_Directions_:
Go through the data line by line from the top, retyping each exactly, and end with the line that contains "use std::path::PathBuf;".

_Material to process_:

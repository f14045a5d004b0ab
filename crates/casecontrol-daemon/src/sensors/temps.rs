//! Temperature and fan readings from a hardware monitor's daily log.

use chrono::{Local, NaiveDate};
use std::fmt::Write;
use std::fs;
use std::path::PathBuf;
use std::time::{Duration, Instant};
use tracing::debug;

/// Latest temperatures (degrees C) and fan speed (RPM).
#[derive(Debug, Clone, Copy, Default, PartialEq, Eq)]
pub struct Readings {
    pub temps: [i64; 4],
    pub fan: i64,
}

impl Readings {
    /// Parses one tab-separated log record: a timestamp followed by four
    /// temperatures and the fan speed.
    pub fn parse_record(line: &str) -> Option<Self> {
        let values: Vec<i64> = line
            .trim_end()
            .split('\t')
            .skip(1)
            .take(5)
            .map(|field| field.trim().parse::<f64>().ok().map(|v| v.trunc() as i64))
            .collect::<Option<_>>()?;

        match values.as_slice() {
            [t0, t1, t2, t3, fan] => Some(Self {
                temps: [*t0, *t1, *t2, *t3],
                fan: *fan,
            }),
            _ => None,
        }
    }
}

/// Reads the newest record of the dated log, at most once per interval.
pub struct TempsSource {
    pattern: String,
    sample_interval: Duration,
    last_sample: Option<Instant>,
    readings: Readings,
}

impl TempsSource {
    /// Creates a source for a strftime-style log path pattern.
    pub fn new(pattern: &str, sample_interval: Duration) -> Self {
        Self {
            pattern: pattern.to_string(),
            sample_interval,
            last_sample: None,
            readings: Readings::default(),
        }
    }

    /// Returns the log path for a given day.
    pub fn log_path(&self, date: NaiveDate) -> PathBuf {
        let mut path = String::new();
        if write!(path, "{}", date.format(&self.pattern)).is_err() {
            // Not a valid date pattern, use it as a plain path
            path = self.pattern.clone();
        }
        PathBuf::from(path)
    }

    fn read_latest(&self) -> Option<Readings> {
        let path = self.log_path(Local::now().date_naive());
        let content = match fs::read_to_string(&path) {
            Ok(content) => content,
            Err(e) => {
                debug!("Temperature log {:?} unavailable: {}", path, e);
                return None;
            }
        };
        let line = content.lines().rev().find(|line| !line.trim().is_empty())?;
        let readings = Readings::parse_record(line);
        if readings.is_none() {
            debug!("Unrecognised temperature record: {:?}", line);
        }
        readings
    }

    /// Returns the latest readings, keeping the previous ones when the log
    /// cannot be read.
    pub fn sample(&mut self) -> Readings {
        let due = self
            .last_sample
            .map_or(true, |at| at.elapsed() >= self.sample_interval);
        if due {
            if let Some(readings) = self.read_latest() {
                self.readings = readings;
            }
            self.last_sample = Some(Instant::now());
        }
        self.readings
    }
}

_Exercise solution_:
repository f14045a5d004b0ab
filename crates/casecontrol-daemon/src/sensors/temps.rs
//! Temperature and fan readings from a hardware monitor's daily log.

use chrono::{Local, NaiveDate};
use std::fmt::Write;
use std::fs;
use std::path::PathBuf;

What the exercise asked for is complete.